2022年10月美国出台史上最严芯片出口管制,不仅禁售高端芯片,连制造芯片的设备、设计软件都一起卡,后来又限制中国留学生、限制对华投资。
过去有商业利益牵着,双方做事还留三分余地,现在没了这个牵制,对抗越来越直接,误判的风险也跟着水涨船高。
翻翻历史就能明白,商业利益对大国对抗到底有多重要。
当年美苏冷战,两大阵营几乎是经济完全切割,双边贸易额最高的时候也才十几亿美元,互相没什么利益绑定。结果就是对抗了四十多年,中间古巴导弹危机差点引发核战争,就是因为没什么经济代价能拦住双方硬碰硬。
再看美日的例子,上世纪八十年代日本经济冲到世界第二,美国也打贸易战、逼日本签广场协议,狠狠打压了日本半导体产业。
但自始至终没闹到彻底脱钩的地步,因为日本车企、电子企业在美国有大量投资,美国企业也离不开日本市场和供应链。
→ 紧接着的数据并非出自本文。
#![warn(missing_docs)]

//! Core engines for pairwise string comparison.
//!
//! Two engines carry nearly the whole catalog of string measures built on
//! top of this crate:
//!
//! * a configurable dynamic-programming **alignment engine**
//!   ([`align::Alignment`]) with pluggable substitution-cost models
//!   ([`cost::CostModel`]), four operation sets ([`mode::AlignMode`]) and
//!   backtrace extraction (edit script, LCS, longest common substring);
//! * a **token-multiset intersection framework**
//!   ([`intersect::Intersector`]) reducing two tokenized strings to four
//!   cardinalities under crisp, fuzzy, soft or group-linkage semantics.
//!
//! Configuration is validated eagerly and immutable afterwards; every call
//! allocates its own working state, so configured comparators are safe to
//! share between threads.
//!
//! One open question is inherited deliberately: fuzzy intersection pairs
//! leftover tokens greedily in descending similarity, an approximation of
//! the optimal bipartite assignment. Whether any caller needs the exact
//! assignment is unresolved; the greedy behavior is kept and pinned by
//! tests rather than silently "fixed".

pub mod align;
pub mod config;
pub mod cost;
pub mod error;
pub mod features;
pub mod groups;
pub mod intersect;
pub mod keyboard;
pub mod matrix;
pub mod mode;
pub mod multiset;
pub mod script;
pub mod task;
pub mod tokenize;
pub mod trace;

pub use align::Alignment;
pub use config::AlignConfig;
pub use cost::CostModel;
pub use error::{ConfigError, DomainError};
pub use intersect::{IntersectionKind, IntersectionResult, Intersector};
pub use mode::AlignMode;
pub use multiset::TokenMultiset;
pub use task::AlignTask;

/// Plain Levenshtein distance: unit costs, [`AlignMode::SimpleEdit`].
///
/// ### Example
/// ```
/// assert_eq!(strdist::distance("kitten", "sitting"), 3.0);
/// ```
pub fn distance(src: impl AsRef<str>, tar: impl AsRef<str>) -> f64 {
    // The default model is constant-cost and cannot hit a domain error.
    match Alignment::run(&AlignConfig::default(), src, tar) {
        Ok(alignment) => alignment.raw_cost,
        Err(_) => f64::NAN,
    }
}

/// Normalized plain Levenshtein distance, `raw / max(len(src), len(tar))`.
pub fn normalized_distance(src: impl AsRef<str>, tar: impl AsRef<str>) -> f64 {
    match Alignment::run(&AlignConfig::default(), src, tar) {
        Ok(alignment) => alignment.normalized,
        Err(_) => f64::NAN,
    }
}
互相攥着对方的钱袋子,打归打,终究不敢做绝。
这一正一反两个例子,已经把道理说透了:商业利益就是大国博弈的天然刹车和缓冲器。
平心而论,咱们搞数据安全、加强市场监管,本身完全合理。任何一个主权国家,都有权力守住自己的安全底线,保护本国消费者和产业。
但回过头看,这几年政策调整的节奏确实偏快,多部重要法规短短几年密集落地,过渡期相对不足,很多外资企业来不及适应,预期就容易不稳。
过去几十年积累下来的中美商业战略缓冲,本来是我们很重要的一张牌。结果在内部监管收紧和外部美国施压的双重作用下,消耗得比预想中更快。这其中的经验教训,值得我们认真总结。
旧的中美利益平衡已经不复存在,咱们也不能总盯着过去的模式。当下最要紧的,是主动开拓新的市场,搭建全新的海外利益共同体。
这些年咱们跟东盟、欧洲、中东的经贸合作越做越深,2026年前4个月,我国对“一带一路”共建国家的进出口额已经超过外贸总值的五成,东盟也早已成为我国第一大贸易伙伴。
把生意更多做到欧洲、东南亚、中东去,跟更多国家结成深度利益绑定,就等于给咱们的对外战略多建几层缓冲垫。
重塑多元化的博弈缓冲体系,补齐战略韧性,才能在中美关系持续降温的大背景下,有效减少摩擦和误判,让我们在大国竞争中站得更稳、走得更远。